**WHAT YOU HAVE TO DO:**
Among the entries below, find how many lines carry the word "than" and state only that figure.

++++ SUPPLIED RECORDS ++++

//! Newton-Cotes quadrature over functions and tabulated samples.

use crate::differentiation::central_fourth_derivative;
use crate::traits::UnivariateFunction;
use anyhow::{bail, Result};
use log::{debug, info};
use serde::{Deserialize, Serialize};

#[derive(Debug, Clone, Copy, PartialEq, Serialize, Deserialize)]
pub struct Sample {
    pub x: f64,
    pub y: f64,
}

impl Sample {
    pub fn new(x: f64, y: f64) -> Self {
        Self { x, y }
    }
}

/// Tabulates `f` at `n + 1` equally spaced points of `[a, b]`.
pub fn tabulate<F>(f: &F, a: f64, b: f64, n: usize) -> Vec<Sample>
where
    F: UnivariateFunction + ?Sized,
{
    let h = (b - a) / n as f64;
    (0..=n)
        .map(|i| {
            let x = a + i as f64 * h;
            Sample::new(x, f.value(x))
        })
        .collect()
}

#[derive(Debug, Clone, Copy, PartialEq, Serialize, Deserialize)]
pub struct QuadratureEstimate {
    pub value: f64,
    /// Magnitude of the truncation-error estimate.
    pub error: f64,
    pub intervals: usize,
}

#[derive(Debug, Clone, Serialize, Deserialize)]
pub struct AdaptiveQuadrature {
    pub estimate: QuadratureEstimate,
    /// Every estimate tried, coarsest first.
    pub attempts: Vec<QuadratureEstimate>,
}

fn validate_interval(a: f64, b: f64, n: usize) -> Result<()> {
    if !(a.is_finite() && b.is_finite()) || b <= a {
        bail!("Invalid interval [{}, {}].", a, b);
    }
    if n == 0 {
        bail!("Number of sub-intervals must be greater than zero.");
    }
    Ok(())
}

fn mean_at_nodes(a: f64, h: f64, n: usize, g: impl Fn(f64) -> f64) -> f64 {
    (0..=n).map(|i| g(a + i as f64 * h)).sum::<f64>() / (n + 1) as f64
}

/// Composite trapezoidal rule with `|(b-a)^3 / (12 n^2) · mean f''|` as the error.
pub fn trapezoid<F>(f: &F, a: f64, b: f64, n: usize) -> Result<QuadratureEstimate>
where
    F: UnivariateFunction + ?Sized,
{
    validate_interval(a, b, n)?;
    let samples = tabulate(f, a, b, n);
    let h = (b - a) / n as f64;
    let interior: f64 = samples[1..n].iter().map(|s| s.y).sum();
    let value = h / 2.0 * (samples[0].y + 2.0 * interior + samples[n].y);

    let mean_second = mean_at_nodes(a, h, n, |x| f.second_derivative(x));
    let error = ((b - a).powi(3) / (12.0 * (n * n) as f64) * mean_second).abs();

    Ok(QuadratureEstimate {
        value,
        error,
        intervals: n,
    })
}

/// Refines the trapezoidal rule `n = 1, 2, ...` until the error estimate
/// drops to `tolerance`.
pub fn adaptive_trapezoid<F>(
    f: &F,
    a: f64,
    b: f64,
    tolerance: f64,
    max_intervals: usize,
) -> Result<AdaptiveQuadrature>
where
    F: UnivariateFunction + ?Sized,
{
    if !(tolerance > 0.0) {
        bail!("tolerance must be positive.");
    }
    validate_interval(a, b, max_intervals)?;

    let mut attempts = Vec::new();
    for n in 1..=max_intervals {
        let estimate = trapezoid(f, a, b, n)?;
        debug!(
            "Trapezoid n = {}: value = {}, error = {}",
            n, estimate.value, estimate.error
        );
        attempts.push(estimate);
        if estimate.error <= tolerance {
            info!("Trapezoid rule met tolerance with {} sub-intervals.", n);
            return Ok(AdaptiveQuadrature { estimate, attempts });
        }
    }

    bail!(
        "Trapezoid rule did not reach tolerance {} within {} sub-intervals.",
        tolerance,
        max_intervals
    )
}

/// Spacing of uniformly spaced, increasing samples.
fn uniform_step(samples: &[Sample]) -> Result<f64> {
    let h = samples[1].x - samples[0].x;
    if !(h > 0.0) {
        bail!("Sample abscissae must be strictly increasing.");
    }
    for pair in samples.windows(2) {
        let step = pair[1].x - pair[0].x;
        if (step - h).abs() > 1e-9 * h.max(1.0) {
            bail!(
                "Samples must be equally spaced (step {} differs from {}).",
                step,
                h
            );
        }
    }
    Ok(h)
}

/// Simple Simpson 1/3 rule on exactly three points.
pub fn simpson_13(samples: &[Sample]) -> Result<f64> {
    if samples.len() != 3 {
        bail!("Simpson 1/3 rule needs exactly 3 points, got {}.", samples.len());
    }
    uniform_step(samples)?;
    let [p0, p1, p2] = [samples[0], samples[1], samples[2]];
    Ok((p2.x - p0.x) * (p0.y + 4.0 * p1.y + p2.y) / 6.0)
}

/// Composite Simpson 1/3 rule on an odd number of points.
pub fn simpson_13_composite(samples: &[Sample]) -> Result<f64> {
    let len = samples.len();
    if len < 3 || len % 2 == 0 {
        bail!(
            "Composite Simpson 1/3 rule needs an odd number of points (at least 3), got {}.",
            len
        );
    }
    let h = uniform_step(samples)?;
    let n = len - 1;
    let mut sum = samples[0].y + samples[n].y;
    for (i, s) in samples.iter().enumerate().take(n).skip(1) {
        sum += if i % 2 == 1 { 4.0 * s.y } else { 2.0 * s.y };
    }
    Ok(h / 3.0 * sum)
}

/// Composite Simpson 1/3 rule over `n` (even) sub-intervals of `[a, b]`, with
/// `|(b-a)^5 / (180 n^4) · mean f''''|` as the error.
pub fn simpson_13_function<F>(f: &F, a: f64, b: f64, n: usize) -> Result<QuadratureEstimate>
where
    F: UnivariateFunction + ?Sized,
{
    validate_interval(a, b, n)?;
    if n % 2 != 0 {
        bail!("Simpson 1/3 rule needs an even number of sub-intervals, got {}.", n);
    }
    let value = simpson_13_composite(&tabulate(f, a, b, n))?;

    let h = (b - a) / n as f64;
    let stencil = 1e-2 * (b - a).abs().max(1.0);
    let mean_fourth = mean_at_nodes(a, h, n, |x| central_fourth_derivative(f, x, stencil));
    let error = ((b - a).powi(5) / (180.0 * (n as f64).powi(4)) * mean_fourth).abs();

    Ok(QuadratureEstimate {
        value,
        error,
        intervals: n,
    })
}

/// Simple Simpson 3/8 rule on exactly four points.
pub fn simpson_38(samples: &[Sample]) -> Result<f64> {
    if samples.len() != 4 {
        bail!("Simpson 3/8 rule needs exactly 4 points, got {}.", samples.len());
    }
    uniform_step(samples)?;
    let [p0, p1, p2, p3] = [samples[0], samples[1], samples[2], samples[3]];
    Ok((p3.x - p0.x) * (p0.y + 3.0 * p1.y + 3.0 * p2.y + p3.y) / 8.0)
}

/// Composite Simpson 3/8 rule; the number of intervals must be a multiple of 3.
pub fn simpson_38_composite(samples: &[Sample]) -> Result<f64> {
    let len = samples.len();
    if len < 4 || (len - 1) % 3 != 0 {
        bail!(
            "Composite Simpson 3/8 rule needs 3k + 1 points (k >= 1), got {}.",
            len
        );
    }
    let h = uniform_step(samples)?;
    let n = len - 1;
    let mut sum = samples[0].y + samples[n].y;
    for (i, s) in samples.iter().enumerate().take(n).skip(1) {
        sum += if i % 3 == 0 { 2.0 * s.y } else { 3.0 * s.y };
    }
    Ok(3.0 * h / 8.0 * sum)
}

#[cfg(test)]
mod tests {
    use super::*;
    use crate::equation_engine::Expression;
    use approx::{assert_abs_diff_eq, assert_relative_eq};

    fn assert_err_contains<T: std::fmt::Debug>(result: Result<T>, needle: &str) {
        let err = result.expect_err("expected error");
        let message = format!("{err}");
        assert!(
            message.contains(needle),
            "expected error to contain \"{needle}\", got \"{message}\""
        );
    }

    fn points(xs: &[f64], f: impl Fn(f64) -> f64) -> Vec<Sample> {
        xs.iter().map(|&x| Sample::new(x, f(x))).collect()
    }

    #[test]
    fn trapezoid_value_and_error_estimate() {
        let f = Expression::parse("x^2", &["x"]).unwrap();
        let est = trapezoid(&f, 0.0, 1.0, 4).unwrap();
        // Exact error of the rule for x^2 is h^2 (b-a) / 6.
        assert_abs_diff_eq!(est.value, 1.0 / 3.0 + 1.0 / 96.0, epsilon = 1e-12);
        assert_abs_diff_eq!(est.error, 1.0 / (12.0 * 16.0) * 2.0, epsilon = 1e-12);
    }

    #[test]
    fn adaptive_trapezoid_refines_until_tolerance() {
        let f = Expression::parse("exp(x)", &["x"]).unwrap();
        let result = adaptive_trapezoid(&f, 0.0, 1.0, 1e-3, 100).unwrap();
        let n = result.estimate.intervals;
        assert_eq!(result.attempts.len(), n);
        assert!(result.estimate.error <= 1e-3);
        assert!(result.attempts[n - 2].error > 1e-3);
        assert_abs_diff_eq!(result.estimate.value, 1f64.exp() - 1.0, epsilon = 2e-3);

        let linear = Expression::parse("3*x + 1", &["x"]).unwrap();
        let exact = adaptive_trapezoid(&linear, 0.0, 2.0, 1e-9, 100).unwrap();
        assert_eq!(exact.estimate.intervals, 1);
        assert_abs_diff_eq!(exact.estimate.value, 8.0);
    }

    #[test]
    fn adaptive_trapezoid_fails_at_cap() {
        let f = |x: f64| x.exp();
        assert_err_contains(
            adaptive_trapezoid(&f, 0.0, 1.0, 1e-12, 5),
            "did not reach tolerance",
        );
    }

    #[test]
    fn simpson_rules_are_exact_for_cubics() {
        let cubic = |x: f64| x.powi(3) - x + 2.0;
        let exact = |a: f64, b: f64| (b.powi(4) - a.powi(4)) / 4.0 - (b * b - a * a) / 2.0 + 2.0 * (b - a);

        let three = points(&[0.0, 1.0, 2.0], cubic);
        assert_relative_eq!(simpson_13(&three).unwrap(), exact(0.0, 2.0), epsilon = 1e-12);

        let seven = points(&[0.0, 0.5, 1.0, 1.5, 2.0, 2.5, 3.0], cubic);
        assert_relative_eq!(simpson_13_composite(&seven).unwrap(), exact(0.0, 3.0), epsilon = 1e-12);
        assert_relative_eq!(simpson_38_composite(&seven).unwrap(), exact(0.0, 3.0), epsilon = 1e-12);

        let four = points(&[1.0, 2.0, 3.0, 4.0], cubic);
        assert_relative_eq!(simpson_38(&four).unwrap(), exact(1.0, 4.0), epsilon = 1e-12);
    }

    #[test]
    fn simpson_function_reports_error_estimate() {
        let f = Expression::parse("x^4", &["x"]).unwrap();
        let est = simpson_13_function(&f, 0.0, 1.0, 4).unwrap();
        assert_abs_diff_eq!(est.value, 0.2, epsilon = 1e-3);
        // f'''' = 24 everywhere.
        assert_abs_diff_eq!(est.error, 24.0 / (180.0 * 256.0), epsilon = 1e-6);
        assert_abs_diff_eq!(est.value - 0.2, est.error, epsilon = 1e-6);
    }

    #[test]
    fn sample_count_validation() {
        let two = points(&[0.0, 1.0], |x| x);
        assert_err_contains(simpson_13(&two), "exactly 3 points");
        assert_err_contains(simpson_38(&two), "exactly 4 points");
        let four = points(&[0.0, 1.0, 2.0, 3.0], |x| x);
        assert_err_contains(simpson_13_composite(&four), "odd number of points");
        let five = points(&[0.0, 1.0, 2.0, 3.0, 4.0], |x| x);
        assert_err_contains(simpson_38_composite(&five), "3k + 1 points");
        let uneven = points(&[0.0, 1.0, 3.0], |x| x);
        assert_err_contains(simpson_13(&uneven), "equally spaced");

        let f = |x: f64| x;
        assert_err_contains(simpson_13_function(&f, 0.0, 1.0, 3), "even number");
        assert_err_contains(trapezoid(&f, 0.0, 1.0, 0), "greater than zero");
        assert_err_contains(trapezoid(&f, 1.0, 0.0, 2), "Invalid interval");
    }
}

++++
++++ SUPPLIED RECORDS ++++

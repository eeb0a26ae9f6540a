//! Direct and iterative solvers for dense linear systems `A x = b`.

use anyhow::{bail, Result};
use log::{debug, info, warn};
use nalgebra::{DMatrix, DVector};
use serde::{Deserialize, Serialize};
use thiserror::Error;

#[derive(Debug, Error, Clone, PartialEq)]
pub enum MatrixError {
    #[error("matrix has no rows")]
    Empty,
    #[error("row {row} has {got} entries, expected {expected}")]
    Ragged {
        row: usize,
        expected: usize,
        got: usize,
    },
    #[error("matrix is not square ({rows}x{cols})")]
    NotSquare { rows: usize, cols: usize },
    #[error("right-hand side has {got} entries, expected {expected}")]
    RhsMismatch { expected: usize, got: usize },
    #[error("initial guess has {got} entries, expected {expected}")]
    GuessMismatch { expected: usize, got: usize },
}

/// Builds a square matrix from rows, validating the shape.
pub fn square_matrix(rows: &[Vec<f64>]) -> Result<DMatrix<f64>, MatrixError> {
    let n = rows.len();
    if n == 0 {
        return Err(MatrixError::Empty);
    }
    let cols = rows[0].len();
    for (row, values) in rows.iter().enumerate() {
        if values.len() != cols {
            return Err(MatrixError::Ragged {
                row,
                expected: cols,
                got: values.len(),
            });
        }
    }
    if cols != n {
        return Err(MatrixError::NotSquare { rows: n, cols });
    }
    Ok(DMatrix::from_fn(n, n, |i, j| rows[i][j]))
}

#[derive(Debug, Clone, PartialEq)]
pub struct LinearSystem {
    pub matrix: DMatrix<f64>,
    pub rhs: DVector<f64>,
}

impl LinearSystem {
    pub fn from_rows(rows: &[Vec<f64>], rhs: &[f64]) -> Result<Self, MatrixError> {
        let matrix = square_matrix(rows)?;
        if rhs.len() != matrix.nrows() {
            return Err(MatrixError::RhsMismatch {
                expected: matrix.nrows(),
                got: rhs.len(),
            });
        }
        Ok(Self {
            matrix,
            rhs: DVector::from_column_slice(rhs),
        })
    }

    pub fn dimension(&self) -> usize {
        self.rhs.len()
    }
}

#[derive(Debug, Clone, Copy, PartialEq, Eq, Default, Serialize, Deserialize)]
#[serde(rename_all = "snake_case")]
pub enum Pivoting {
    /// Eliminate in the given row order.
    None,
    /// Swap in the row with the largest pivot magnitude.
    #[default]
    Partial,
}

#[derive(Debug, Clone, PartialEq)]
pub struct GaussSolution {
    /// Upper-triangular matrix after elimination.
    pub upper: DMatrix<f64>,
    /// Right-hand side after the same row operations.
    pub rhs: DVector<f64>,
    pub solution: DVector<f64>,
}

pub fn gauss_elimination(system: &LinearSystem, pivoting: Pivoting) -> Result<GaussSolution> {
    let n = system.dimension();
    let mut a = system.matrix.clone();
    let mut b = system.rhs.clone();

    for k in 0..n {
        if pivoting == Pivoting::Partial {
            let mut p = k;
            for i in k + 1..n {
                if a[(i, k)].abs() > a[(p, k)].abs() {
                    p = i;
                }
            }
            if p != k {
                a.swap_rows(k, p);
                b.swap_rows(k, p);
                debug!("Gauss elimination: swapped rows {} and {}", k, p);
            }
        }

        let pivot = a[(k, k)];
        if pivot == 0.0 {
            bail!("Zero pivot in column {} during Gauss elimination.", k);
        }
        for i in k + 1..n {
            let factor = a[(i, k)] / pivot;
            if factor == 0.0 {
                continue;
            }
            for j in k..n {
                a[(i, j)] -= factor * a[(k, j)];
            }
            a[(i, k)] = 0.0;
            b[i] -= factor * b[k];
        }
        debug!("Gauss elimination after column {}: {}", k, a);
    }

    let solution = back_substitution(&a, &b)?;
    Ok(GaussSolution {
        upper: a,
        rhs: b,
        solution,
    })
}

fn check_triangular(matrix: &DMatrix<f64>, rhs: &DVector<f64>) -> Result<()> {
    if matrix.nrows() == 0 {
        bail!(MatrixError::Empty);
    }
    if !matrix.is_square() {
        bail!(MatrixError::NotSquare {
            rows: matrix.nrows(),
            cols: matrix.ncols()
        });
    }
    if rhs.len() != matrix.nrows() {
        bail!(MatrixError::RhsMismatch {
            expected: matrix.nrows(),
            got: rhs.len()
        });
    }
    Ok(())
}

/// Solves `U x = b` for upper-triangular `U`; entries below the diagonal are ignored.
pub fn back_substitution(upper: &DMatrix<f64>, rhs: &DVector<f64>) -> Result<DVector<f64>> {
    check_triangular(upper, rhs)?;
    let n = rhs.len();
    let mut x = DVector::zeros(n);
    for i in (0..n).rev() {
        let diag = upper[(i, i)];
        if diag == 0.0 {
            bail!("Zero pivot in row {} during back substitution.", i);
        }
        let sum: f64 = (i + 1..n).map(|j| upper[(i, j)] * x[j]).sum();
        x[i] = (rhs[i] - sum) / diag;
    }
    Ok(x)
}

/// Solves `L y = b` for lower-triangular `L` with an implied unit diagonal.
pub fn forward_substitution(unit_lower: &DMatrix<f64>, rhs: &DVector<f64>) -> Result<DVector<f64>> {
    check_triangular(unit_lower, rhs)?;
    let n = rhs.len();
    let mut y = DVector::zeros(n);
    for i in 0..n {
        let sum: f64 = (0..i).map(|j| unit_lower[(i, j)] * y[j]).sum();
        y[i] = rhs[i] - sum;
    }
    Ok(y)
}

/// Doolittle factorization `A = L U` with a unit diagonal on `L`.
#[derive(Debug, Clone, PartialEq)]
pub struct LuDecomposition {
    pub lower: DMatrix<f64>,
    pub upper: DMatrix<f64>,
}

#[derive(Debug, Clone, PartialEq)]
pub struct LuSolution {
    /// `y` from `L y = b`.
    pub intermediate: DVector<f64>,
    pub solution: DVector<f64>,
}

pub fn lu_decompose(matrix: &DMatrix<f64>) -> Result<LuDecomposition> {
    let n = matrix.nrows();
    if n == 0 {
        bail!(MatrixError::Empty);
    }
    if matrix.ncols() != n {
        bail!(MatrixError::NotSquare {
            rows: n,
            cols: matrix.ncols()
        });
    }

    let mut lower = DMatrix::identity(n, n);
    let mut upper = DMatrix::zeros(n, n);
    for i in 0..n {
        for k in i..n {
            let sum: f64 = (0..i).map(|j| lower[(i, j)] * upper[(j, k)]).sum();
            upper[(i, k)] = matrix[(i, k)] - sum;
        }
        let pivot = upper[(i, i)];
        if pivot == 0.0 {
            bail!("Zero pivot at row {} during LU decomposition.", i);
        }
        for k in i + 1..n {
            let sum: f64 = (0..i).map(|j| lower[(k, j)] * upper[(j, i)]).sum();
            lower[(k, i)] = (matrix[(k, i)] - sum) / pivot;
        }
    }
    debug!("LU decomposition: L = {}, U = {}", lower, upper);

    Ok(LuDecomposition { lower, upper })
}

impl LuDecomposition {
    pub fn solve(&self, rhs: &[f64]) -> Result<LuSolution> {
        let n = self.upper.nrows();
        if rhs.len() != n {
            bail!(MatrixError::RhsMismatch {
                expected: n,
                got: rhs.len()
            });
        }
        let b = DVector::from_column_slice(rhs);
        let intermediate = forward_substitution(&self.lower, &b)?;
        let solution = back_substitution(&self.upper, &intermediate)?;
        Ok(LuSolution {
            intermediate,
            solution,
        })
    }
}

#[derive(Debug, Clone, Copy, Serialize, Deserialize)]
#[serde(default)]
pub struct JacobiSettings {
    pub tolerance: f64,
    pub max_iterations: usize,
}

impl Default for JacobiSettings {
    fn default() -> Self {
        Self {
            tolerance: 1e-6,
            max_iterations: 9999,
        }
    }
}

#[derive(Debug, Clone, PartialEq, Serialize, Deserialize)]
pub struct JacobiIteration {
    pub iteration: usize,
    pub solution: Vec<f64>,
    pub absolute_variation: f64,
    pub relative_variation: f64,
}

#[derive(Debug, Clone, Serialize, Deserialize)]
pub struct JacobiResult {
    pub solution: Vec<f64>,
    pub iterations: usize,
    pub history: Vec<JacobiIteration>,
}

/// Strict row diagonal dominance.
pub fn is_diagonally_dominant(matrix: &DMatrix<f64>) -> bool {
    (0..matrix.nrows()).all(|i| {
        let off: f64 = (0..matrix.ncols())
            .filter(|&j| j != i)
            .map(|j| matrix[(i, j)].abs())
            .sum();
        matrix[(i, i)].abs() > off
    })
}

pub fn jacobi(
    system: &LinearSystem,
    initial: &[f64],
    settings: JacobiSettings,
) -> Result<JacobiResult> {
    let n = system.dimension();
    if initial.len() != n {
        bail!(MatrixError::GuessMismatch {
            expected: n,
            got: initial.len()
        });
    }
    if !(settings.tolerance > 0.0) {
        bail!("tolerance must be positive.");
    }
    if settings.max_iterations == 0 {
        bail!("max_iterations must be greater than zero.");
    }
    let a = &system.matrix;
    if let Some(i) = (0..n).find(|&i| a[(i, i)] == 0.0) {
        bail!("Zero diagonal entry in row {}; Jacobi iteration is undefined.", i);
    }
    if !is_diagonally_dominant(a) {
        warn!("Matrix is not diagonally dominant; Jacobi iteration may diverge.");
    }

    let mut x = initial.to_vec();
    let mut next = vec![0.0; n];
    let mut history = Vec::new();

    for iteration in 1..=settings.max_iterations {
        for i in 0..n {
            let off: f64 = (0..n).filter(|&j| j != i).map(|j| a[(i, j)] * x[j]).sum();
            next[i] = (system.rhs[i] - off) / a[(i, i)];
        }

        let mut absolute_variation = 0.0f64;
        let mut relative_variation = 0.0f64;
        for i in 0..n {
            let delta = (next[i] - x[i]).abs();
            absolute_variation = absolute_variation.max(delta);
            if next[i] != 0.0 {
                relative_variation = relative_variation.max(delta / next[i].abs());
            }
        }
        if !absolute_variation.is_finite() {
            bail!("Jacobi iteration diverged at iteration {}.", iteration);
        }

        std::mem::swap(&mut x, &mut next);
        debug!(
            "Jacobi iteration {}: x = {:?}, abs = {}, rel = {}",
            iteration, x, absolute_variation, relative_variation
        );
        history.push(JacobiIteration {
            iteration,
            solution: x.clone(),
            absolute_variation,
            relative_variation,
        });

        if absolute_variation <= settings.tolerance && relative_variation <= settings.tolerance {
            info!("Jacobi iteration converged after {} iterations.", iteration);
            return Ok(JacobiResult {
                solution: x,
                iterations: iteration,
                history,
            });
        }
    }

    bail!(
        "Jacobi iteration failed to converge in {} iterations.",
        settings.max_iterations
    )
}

++++

**WRITTEN RESPONSE:**
3